It Was Pleasant Enough To Have An
Opportunity Of Going Into The Country And To Have An Opportunity Of
Seeing The Farms And The Style Of Living Of The Fermanagh Farmers, As
Compared With The Donegal Highlands.
The country out of Enniskillen is very pretty.
May has now opened, the
hedges have leafed out and the trees are beginning lazily to unfold
their leaves. The roads are not near so good as the roads in Donegal,
which are a legacy from the dreary famine time, being made then. The
hedges are not by any means so trim and well kept as the hedges by the
wayside in Down or Antrim. The roads up to the farm houses are lanes,
such as I remember when I was a child. The nuisances of dunghills near
the doors of the farmhouses have been utterly abolished for sanitary
reasons, also whitewashing is an obligation imposed by the Government.
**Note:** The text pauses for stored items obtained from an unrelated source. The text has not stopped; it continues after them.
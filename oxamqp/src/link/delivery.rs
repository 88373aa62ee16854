//! Per-send options

use oxamqp_types::messaging::{
    ApplicationProperties, DeliveryAnnotations, DeliveryState, Footer, FooterCallback, Header,
    MessageAnnotations, Outcome, Properties,
};

/// Called for every delivery state the peer reports for a guaranteed send,
/// progress included. For [`Guarantee::ExactlyOnce`] the answer given to
/// the terminal state, if any, is the outcome the sender settles with.
pub type DispositionCallback = Box<dyn FnMut(&DeliveryState) -> Option<Outcome> + Send>;

/// Delivery guarantee of a send
#[derive(Debug, Clone, Copy, PartialEq, Eq, Default)]
pub enum Guarantee {
    /// Sent pre-settled, the peer's outcome is not awaited
    #[default]
    AtMostOnce,

    /// Sent unsettled, the send blocks until the peer reports an outcome.
    /// An outcome the peer left unsettled is settled with that same outcome.
    AtLeastOnce,

    /// As [`Guarantee::AtLeastOnce`], then the sender settles the delivery
    /// by echoing an outcome back to the peer
    ExactlyOnce,
}

impl Guarantee {
    /// Whether the transfer is sent settled
    pub fn is_pre_settled(&self) -> bool {
        matches!(self, Guarantee::AtMostOnce)
    }
}

/// Optional sections and delivery settings for one send
#[derive(Default)]
pub struct SendOptions {
    pub(crate) header: Option<Header>,
    pub(crate) delivery_annotations: Option<DeliveryAnnotations>,
    pub(crate) message_annotations: Option<MessageAnnotations>,
    pub(crate) properties: Option<Properties>,
    pub(crate) application_properties: Option<ApplicationProperties>,
    pub(crate) footer: Option<Footer>,
    pub(crate) footer_callbacks: Vec<FooterCallback>,
    pub(crate) guarantee: Guarantee,
    pub(crate) on_disposition: Option<DispositionCallback>,
}

impl std::fmt::Debug for SendOptions {
    fn fmt(&self, f: &mut std::fmt::Formatter<'_>) -> std::fmt::Result {
        f.debug_struct("SendOptions")
            .field("header", &self.header)
            .field("delivery_annotations", &self.delivery_annotations)
            .field("message_annotations", &self.message_annotations)
            .field("properties", &self.properties)
            .field("application_properties", &self.application_properties)
            .field("footer", &self.footer)
            .field("footer_callbacks", &self.footer_callbacks.len())
            .field("guarantee", &self.guarantee)
            .field("on_disposition", &self.on_disposition.is_some())
            .finish()
    }
}

impl SendOptions {
    /// Creates a builder for [`SendOptions`]
    pub fn builder() -> Builder {
        Builder::default()
    }

    /// The delivery guarantee
    pub fn guarantee(&self) -> Guarantee {
        self.guarantee
    }
}

impl From<Guarantee> for SendOptions {
    fn from(guarantee: Guarantee) -> Self {
        Self {
            guarantee,
            ..Default::default()
        }
    }
}

/// Builder for [`SendOptions`]
#[derive(Debug, Default)]
pub struct Builder {
    inner: SendOptions,
}

impl Builder {
    /// Set the header
    pub fn header(mut self, header: impl Into<Option<Header>>) -> Self {
        self.inner.header = header.into();
        self
    }

    /// Set the delivery annotations
    pub fn delivery_annotations(
        mut self,
        delivery_annotations: impl Into<Option<DeliveryAnnotations>>,
    ) -> Self {
        self.inner.delivery_annotations = delivery_annotations.into();
        self
    }

    /// Set the message annotations
    pub fn message_annotations(
        mut self,
        message_annotations: impl Into<Option<MessageAnnotations>>,
    ) -> Self {
        self.inner.message_annotations = message_annotations.into();
        self
    }

    /// Set the properties
    pub fn properties(mut self, properties: impl Into<Option<Properties>>) -> Self {
        self.inner.properties = properties.into();
        self
    }

    /// Set the application properties
    pub fn application_properties(
        mut self,
        application_properties: impl Into<Option<ApplicationProperties>>,
    ) -> Self {
        self.inner.application_properties = application_properties.into();
        self
    }

    /// Set footer entries known before the message is encoded. Footer
    /// callbacks see these entries first.
    pub fn footer(mut self, footer: impl Into<Option<Footer>>) -> Self {
        self.inner.footer = footer.into();
        self
    }

    /// Add a footer callback. Callbacks run in the order they are added.
    pub fn footer_callback<F>(mut self, callback: F) -> Self
    where
        F: FnOnce(&mut Footer, &[u8]) + Send + 'static,
    {
        self.inner.footer_callbacks.push(Box::new(callback));
        self
    }

    /// Set the delivery guarantee
    pub fn guarantee(mut self, guarantee: Guarantee) -> Self {
        self.inner.guarantee = guarantee;
        self
    }

    /// Set the disposition callback
    pub fn on_disposition<F>(mut self, callback: F) -> Self
    where
        F: FnMut(&DeliveryState) -> Option<Outcome> + Send + 'static,
    {
        self.inner.on_disposition = Some(Box::new(callback));
        self
    }

    /// Builds the [`SendOptions`]
    pub fn build(self) -> SendOptions {
        self.inner
    }
}

impl From<Builder> for SendOptions {
    fn from(builder: Builder) -> Self {
        builder.build()
    }
}
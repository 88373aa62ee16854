use crate::format_code::EncodingCodes;

#[derive(Debug, Clone, Copy, PartialEq, Eq, Default)]
pub(crate) enum NewType {
    #[default]
    None,
    Array,
    Dec32,
    Dec64,
    Dec128,
    Symbol,
    Timestamp,
    Uuid,
}

/// Array elements share one constructor. The first element writes it, the
/// others must agree with it.
#[derive(Debug, Clone, Copy, PartialEq, Eq)]
pub(crate) enum IsArrayElement {
    False,
    FirstElement,
    OtherElement(EncodingCodes),
}

#[derive(Debug, Clone, Copy, PartialEq, Eq, Default)]
pub(crate) enum EnumType {
    #[default]
    None,
    Descriptor,
    Value,
}

#[derive(Debug, Clone, Copy, PartialEq, Eq)]
pub(crate) enum StructEncoding {
    None,
    DescribedList,
    DescribedBasic,
}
For these improvements I have heard the authorities both praised and
thanked. In these times of discontent, it is well to see the Government
thanked for anything. The country is hilly and the hills have a uniform
round topped appearance, marked off into fields that run up to the hill
tops and over them and down the other side. There are, of course,
mountains in the distance, wrapped in a thick veil of blue haze.
The house to which I was bound was, like most of the farm houses, long,
narrow, whitewashed, a room at each end and the kitchen in the middle.